Thank you so much, CollegeGirl. To be frank, I was waiting for your voice...

Now I feel more desperate..........is it possible to email/call immigration to see if they can accelerate my application processing or to let me legally stay at least?

If due to the restriction terms I have to leave Australia along with working contract ends, thus I have to leave my hubby and seperate the family physically until visa granted, it is not reasonable, I'm applying for a partner sponsor visa and I cannot live with the family >_<...


----------



## CollegeGirl (Nov 10, 2012)

Like I said - I really think you need a professional on this one. I think you may be able to cite compelling and compassionate circumstances. But I don't know if you'd apply to get the work restrictions lifted from the 457 (or if that's even possible), or if you'd apply to accelerate your 820, or what... this just isn't something that happens often enough that I know what the answer is. I bet there's a solution, though. I think if worst comes to worst you'll just end up on a Bridging Visa E without any work/travel rights until your 820 finishes processing. I doubt they'll make you leave.

I would contact an agent and not Immi - the agent will look out for your best interests. And a lot of them will do free or low cost consultations. Like I said - send Mark Northam a message. I bet he can at least point you in the right direction.


----------



## Cezzy84 (Aug 8, 2011)

My understanding is that if you lose your job and cannot find anyone else to sponsor you, then you will lose the BVA. BUT, you can apply for a bridging visa E, as CG says. This means you can't work or leave the country, however can stay here until your visa is processed. Chin up!


----------



## GBP (Jun 1, 2013)

Go back to study?


----------



## Princess1981 (Oct 29, 2013)

CollegeGirl said:


> Like I said - I really think you need a professional on this one. I think you may be able to cite compelling and compassionate circumstances. But I don't know if you'd apply to get the work restrictions lifted from the 457 (or if that's even possible), or if you'd apply to accelerate your 820, or what... this just isn't something that happens often enough that I know what the answer is. I bet there's a solution, though. I think if worst comes to worst you'll just end up on a Bridging Visa E without any work/travel rights until your 820 finishes processing. I doubt they'll make you leave.
> 
> I would contact an agent and not Immi - the agent will look out for your best interests. And a lot of them will do free or low cost consultations. Like I said - send Mark Northam a message. I bet he can at least point you in the right direction.

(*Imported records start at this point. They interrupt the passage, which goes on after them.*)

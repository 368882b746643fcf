//! Result rendering.
//!
//! Turns an [`ExecutionResult`] into the text written to stdout, as an
//! aligned table, pretty JSON, or plain CSV.

use crate::db::RowSet;
use crate::query::ExecutionResult;
use clap::ValueEnum;
use std::fmt;

/// Output format for row sets.
#[derive(Debug, Clone, Copy, Default, PartialEq, Eq, ValueEnum)]
pub enum OutputFormat {
    /// Aligned text table.
    #[default]
    Table,
    /// Pretty-printed JSON array of row objects.
    Json,
    /// Comma-separated values with a header line.
    Csv,
}

impl fmt::Display for OutputFormat {
    fn fmt(&self, f: &mut fmt::Formatter<'_>) -> fmt::Result {
        match self {
            Self::Table => write!(f, "table"),
            Self::Json => write!(f, "json"),
            Self::Csv => write!(f, "csv"),
        }
    }
}

/// Renders an execution result in the requested format.
///
/// Failures and affected-row counts render the same way in every format.
pub fn render(result: &ExecutionResult, format: OutputFormat) -> String {
    match result {
        ExecutionResult::Failure(message) => format!("错误: {message}"),
        ExecutionResult::Affected(count) => format!("执行成功，影响行数: {count}"),
        ExecutionResult::Rows(set) if set.is_empty() => "查询成功，无数据返回".to_string(),
        ExecutionResult::Rows(set) => match format {
            OutputFormat::Table => render_table(set),
            OutputFormat::Json => render_json(set),
            OutputFormat::Csv => render_csv(set),
        },
    }
}

fn cell(set: &RowSet, row: usize, column: &str) -> String {
    set.rows[row]
        .get(column)
        .map(|v| v.to_display_string())
        .unwrap_or_default()
}

fn render_json(set: &RowSet) -> String {
    serde_json::to_string_pretty(&set.rows).unwrap_or_else(|e| format!("错误: {e}"))
}

// Values are not quoted or escaped; embedded commas shift fields.
fn render_csv(set: &RowSet) -> String {
    let mut lines = Vec::with_capacity(set.row_count() + 1);
    lines.push(set.columns.join(","));
    for i in 0..set.row_count() {
        let line: Vec<String> = set.columns.iter().map(|c| cell(set, i, c)).collect();
        lines.push(line.join(","));
    }
    lines.join("\n")
}

fn render_table(set: &RowSet) -> String {
    let cells: Vec<Vec<String>> = (0..set.row_count())
        .map(|i| set.columns.iter().map(|c| cell(set, i, c)).collect())
        .collect();

    let widths: Vec<usize> = set
        .columns
        .iter()
        .enumerate()
        .map(|(col, name)| {
            cells
                .iter()
                .map(|row| row[col].chars().count())
                .fold(name.chars().count(), usize::max)
        })
        .collect();

    let pad_row = |values: &[String]| {
        values
            .iter()
            .zip(&widths)
            .map(|(v, &w)| format!("{v:<w$}"))
            .collect::<Vec<_>>()
            .join(" | ")
    };

    let mut lines = Vec::with_capacity(cells.len() + 3);
    lines.push(pad_row(set.columns.as_slice()));
    lines.push(
        widths
            .iter()
            .map(|w| "-".repeat(*w))
            .collect::<Vec<_>>()
            .join("-+-"),
    );
    lines.extend(cells.iter().map(|row| pad_row(row.as_slice())));
    lines.push(format!("\n共 {} 行", set.row_count()));
    lines.join("\n")
}
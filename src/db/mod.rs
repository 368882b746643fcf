//! Database abstraction layer for sqlserver-executor.
//!
//! Provides a trait-based interface for opening a session and running one
//! statement, so the executor can be exercised without a live server.

mod mock;
mod mssql;
mod types;

pub use mock::MockConnector;
pub use mssql::MssqlConnector;
pub use types::{Row, RowSet, StatementOutput, Value};

use crate::config::ConnectionProfile;
use crate::error::Result;
use async_trait::async_trait;

/// Opens database sessions.
#[async_trait]
pub trait Connector: Send + Sync {
    /// Opens a new session for the given profile.
    async fn connect(&self, profile: &ConnectionProfile) -> Result<Box<dyn DatabaseSession>>;
}

/// One open connection to the server.
///
/// Work done through a session is not durable until [`commit`] is called;
/// closing without committing rolls it back.
///
/// [`commit`]: DatabaseSession::commit
#[async_trait]
pub trait DatabaseSession: Send {
    /// Submits the SQL text verbatim as a single batch.
    async fn execute(&mut self, sql: &str) -> Result<StatementOutput>;

    /// Rows affected by the last statement of the previous batch.
    async fn rows_affected(&mut self) -> Result<u64>;

    /// Commits the open transaction, if any.
    async fn commit(&mut self) -> Result<()>;

    /// Closes the session. Safe to call more than once.
    async fn close(&mut self) -> Result<()>;
}
//! SQL text acquisition.
//!
//! The inline query wins, then a SQL file, then piped standard input.

use crate::error::{ExecutorError, Result};
use std::io::Read;
use std::path::Path;
use tracing::debug;

const NO_STATEMENT: &str = "未提供 SQL 语句";

/// Returns the SQL text to execute.
///
/// `stdin` is `None` when standard input is an interactive terminal, so an
/// empty interactive session never blocks.
pub fn read_statement(
    query: Option<&str>,
    file: Option<&Path>,
    stdin: Option<&mut dyn Read>,
) -> Result<String> {
    let sql = if let Some(query) = query {
        query.to_string()
    } else if let Some(path) = file {
        if !path.exists() {
            return Err(ExecutorError::input_missing(format!(
                "文件不存在 - {}",
                path.display()
            )));
        }
        debug!("Reading SQL from {}", path.display());
        std::fs::read_to_string(path).map_err(|e| {
            ExecutorError::input_missing(format!("无法读取文件 {}: {}", path.display(), e))
        })?
    } else if let Some(reader) = stdin {
        debug!("Reading SQL from stdin");
        let mut buf = String::new();
        reader
            .read_to_string(&mut buf)
            .map_err(|e| ExecutorError::input_missing(format!("无法读取标准输入: {e}")))?;
        buf
    } else {
        return Err(ExecutorError::input_missing(NO_STATEMENT));
    };

    if sql.trim().is_empty() {
        return Err(ExecutorError::input_missing(NO_STATEMENT));
    }
    Ok(sql)
}
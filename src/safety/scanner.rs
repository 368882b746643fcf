//! Lexical statement scanning.
//!
//! Works on an upper-cased, comment-stripped copy of the SQL text. There is
//! no grammar here: string literals, nested block comments and comment
//! markers inside literals are not understood.

use regex::Regex;
use std::sync::LazyLock;

use super::StatementKind;

static LINE_COMMENT: LazyLock<Regex> =
    LazyLock::new(|| Regex::new(r"(?m)--.*$").expect("line comment pattern is valid"));

static BLOCK_COMMENT: LazyLock<Regex> =
    LazyLock::new(|| Regex::new(r"(?s)/\*.*?\*/").expect("block comment pattern is valid"));

// Left boundary: start of text, whitespace or `;`. Right: whitespace or end.
static DELETE_KEYWORD: LazyLock<Regex> =
    LazyLock::new(|| Regex::new(r"(^|\s|;)DELETE(\s|$)").expect("delete pattern is valid"));

/// Upper-cases the text and removes `--` and `/* */` comments.
pub fn normalize(sql: &str) -> String {
    let upper = sql.to_uppercase();
    let without_lines = LINE_COMMENT.replace_all(upper.trim(), "");
    BLOCK_COMMENT.replace_all(&without_lines, "").into_owned()
}

/// Returns true if the SQL text contains a standalone DELETE keyword
/// outside of comments, anywhere in the batch.
pub fn is_delete_statement(sql: &str) -> bool {
    DELETE_KEYWORD.is_match(&normalize(sql))
}

/// Returns true if the statement should be treated as returning rows.
///
/// Either the first word is `SELECT`, or the server reported result columns
/// (covers `WITH ... SELECT`, `EXEC` of a row-returning procedure, etc.).
pub fn is_query(sql: &str, has_result_columns: bool) -> bool {
    has_result_columns
        || sql
            .split_whitespace()
            .next()
            .is_some_and(|word| word.to_uppercase() == "SELECT")
}

/// Classifies a statement after execution.
pub fn classify(sql: &str, has_result_columns: bool) -> StatementKind {
    if is_query(sql, has_result_columns) {
        StatementKind::Query
    } else {
        StatementKind::Command
    }
}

Thank you so much CollegeGirl, I'll follow your advice and contact Mark accordingly.

Yes, I don't think it's logical to make me leave because my son is so little, and both my son and my hubby are Australian citizens and they have the right to stay anyway. I have a big question mark in my mind, if, say if the visa label shows that my working visa expired today, would I move to a BVA with full working rights? or 457 would never have full working rights before PR granted even with a BVA? alternatively saying that, BVA never really works for a 457 holder who's applying for PR?


----------



## Princess1981 (Oct 29, 2013)

hi CollegeGirl and Cezzy84, I think I found the problem here: if my 457 working visa ends on itself, my BVA will be into effect automatically, and I will have full working rights then, Is that correct?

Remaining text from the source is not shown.